Una vendita delle quote di Snam Rete Gas e di Terna rendendo i poteri pubblici meno vincolati a un quadro regolatorio stabile e sufficientemente remunerativo, potrebbe comportare un aumento del costo del finanziamento e un impatto negativo sugli investimenti.
Telecomunicazioni
Oggi, lo Stato non ha più nulla da cedere; casomai, sembra ciclicamente affacciarsi la prospettiva di una nuova entrata nel capitale di Telecom Italia per finanziare gli investimenti nella rete broadband.
Ferrovie e Poste
Potrebbero essere invece oggetto di privatizzazione.
In entrambi i casi la struttura attuale dell’impresa pubblica richiede, assieme alla privatizzazione, un profondo intervento di ridisegno dei confini, delle attività e del regime di erogazione dei servizi. In assenza di questo, finiremmo per creare dei monopoli privati fortemente distorsivi.
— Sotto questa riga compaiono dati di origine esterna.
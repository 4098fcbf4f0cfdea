use std::{collections::HashMap, sync::Arc};

use tokio::sync::Mutex;
use tracing::info;

use crate::session::{Peer, PeerSink, Session};

/// Process-wide map from session identifier to the live [`Session`].
///
/// Joining and leaving run under the registry lock, so a peer can never be
/// added to a session that is concurrently being deleted, and at most one
/// session exists per identifier.
#[derive(Default)]
pub struct Registry {
    sessions: Mutex<HashMap<String, Arc<Session>>>,
}

impl Registry {
    pub fn new() -> Self {
        Self::default()
    }

    /// Returns the session registered under `session_id`, creating it if needed.
    pub async fn get_or_create(&self, session_id: &str) -> Arc<Session> {
        let mut sessions = self.sessions.lock().await;
        get_or_insert(&mut sessions, session_id)
    }

    pub async fn get(&self, session_id: &str) -> Option<Arc<Session>> {
        self.sessions.lock().await.get(session_id).cloned()
    }

    pub async fn delete(&self, session_id: &str) {
        let mut sessions = self.sessions.lock().await;
        if sessions.remove(session_id).is_some() {
            info!(session_id, "session deleted");
        }
    }

    /// Adds an anonymous peer to the session, creating the session first when
    /// it does not exist yet.
    pub async fn join(&self, session_id: &str, sink: PeerSink) -> (Arc<Session>, Arc<Peer>) {
        let mut sessions = self.sessions.lock().await;
        let session = get_or_insert(&mut sessions, session_id);
        let peer = session.add_peer(sink).await;
        (session, peer)
    }

    /// Removes the peer and drops the session once it is empty. Returns the
    /// number of peers left in the session.
    pub async fn leave(&self, session: &Arc<Session>, peer: &Peer) -> usize {
        let mut sessions = self.sessions.lock().await;
        let remaining = session.remove_peer(peer).await;
        if remaining == 0 {
            let registered = sessions
                .get(session.id())
                .is_some_and(|current| Arc::ptr_eq(current, session));
            if registered {
                sessions.remove(session.id());
                info!(session_id = session.id(), "session deleted");
            }
        }
        remaining
    }

    pub async fn contains(&self, session_id: &str) -> bool {
        self.sessions.lock().await.contains_key(session_id)
    }

    pub async fn len(&self) -> usize {
        self.sessions.lock().await.len()
    }

    pub async fn is_empty(&self) -> bool {
        self.sessions.lock().await.is_empty()
    }

    /// Snapshot of the live sessions.
    pub async fn sessions(&self) -> Vec<Arc<Session>> {
        self.sessions.lock().await.values().cloned().collect()
    }
}

fn get_or_insert(sessions: &mut HashMap<String, Arc<Session>>, session_id: &str) -> Arc<Session> {
    if let Some(session) = sessions.get(session_id) {
        return Arc::clone(session);
    }

    let session = Arc::new(Session::new(session_id));
    sessions.insert(session_id.to_string(), Arc::clone(&session));
    info!(session_id, "session created");
    session
}

#[cfg(test)]
mod tests {
    use super::*;
    use crate::session::tests::test_sink;

    #[tokio::test]
    async fn concurrent_first_joins_share_one_session() {
        let registry = Arc::new(Registry::new());

        let handles: Vec<_> = (0..16)
            .map(|_| {
                let registry = Arc::clone(&registry);
                tokio::spawn(async move { registry.get_or_create("blue-bus").await })
            })
            .collect();

        let mut sessions = Vec::new();
        for handle in handles {
            sessions.push(handle.await.expect("task"));
        }

        assert!(sessions
            .windows(2)
            .all(|pair| Arc::ptr_eq(&pair[0], &pair[1])));
        assert_eq!(registry.len().await, 1);
    }

    #[tokio::test]
    async fn sessions_are_independent() {
        let registry = Registry::new();
        let blue = registry.get_or_create("blue-bus").await;
        let red = registry.get_or_create("red-bus").await;

        assert!(!Arc::ptr_eq(&blue, &red));
        assert_eq!(registry.len().await, 2);
    }

    #[tokio::test]
    async fn last_leave_deletes_the_session() {
        let registry = Registry::new();
        let (first_sink, _rx_one) = test_sink();
        let (second_sink, _rx_two) = test_sink();
        let (session, alice) = registry.join("blue-bus", first_sink).await;
        let (same, bob) = registry.join("blue-bus", second_sink).await;
        assert!(Arc::ptr_eq(&session, &same));

        assert_eq!(registry.leave(&session, &alice).await, 1);
        assert!(registry.contains("blue-bus").await);

        assert_eq!(registry.leave(&session, &bob).await, 0);
        assert!(!registry.contains("blue-bus").await);
        assert!(registry.is_empty().await);
    }

    #[tokio::test]
    async fn rejoin_after_deletion_starts_fresh() {
        let registry = Registry::new();
        let (sink, _rx) = test_sink();
        let (old, peer) = registry.join("blue-bus", sink).await;
        old.identify(&peer, "alice").await.expect("identify");
        registry.leave(&old, &peer).await;

        let (sink, _rx) = test_sink();
        let (fresh, _peer) = registry.join("blue-bus", sink).await;

        assert!(!Arc::ptr_eq(&old, &fresh));
        assert_eq!(fresh.peer_count().await, 1);
        assert!(fresh.peer_ids().await.is_empty());
    }

    #[tokio::test]
    async fn stale_session_does_not_remove_its_successor() {
        let registry = Registry::new();
        let (sink, _rx) = test_sink();
        let (old, peer) = registry.join("blue-bus", sink).await;
        registry.delete("blue-bus").await;
        let fresh = registry.get_or_create("blue-bus").await;

        registry.leave(&old, &peer).await;

        let current = registry.get("blue-bus").await.expect("session present");
        assert!(Arc::ptr_eq(&current, &fresh));
    }
}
Il gruppo Ferrovie dello Stato opera attraverso diverse società per la parte infrastrutturale (Rete Ferroviaria Italiana, Grandi Stazioni, quest’ultima “in odore” di privatizzazione secondo le ultime notizie di cui sopra) e per i servizi (Trenitalia, Trenitalia Cargo), con una integrazione verticale del tutto inadatta all’apertura alla concorrenza di alcuni segmenti di servizi (alta velocità, merci).
È inoltre di recentissima istituzione una Autorità di regolazione, tuttora in fase di start up, e manca completamente una separazione contabile tra attività di monopolio e attività in concorrenza, che rappresenta la precondizione per evitare comportamenti distorsivi e predatori dell’impresa dominante.
L’annunciata privatizzazione di Poste con l’ingresso di soggetti privati nel capitale della società a partire dal 30-40% significa il passaggio ad una privatizzazione con capitale privato con ingresso nel mercato azionario e un impatto sulla qualità e universalità del servizio e sulla occupazione considerati come effetti secondari e non pregnanti.
Vale il discorso anche se lo scorporo riguardasse la parte banco assicurativa lasciando pubblica quella postale.
E che dire della beffa di far partecipare come azionisti di minoranza i/le dipendenti alla gestione di un’azienda privatizzata. Una caricatura della partecipazione richiesta per esempio dal movimento per l’acqua pubblica che non perderebbe di peso se a rappresentare i dipendenti ci fossero dei sindacati addomesticati.
Contrastare queste privatizzazioni vuol dire rigettare l’ideologia liberista che le muove e che tratta in termini di resa finanziaria dei settori strategici per l’economia di un Paese.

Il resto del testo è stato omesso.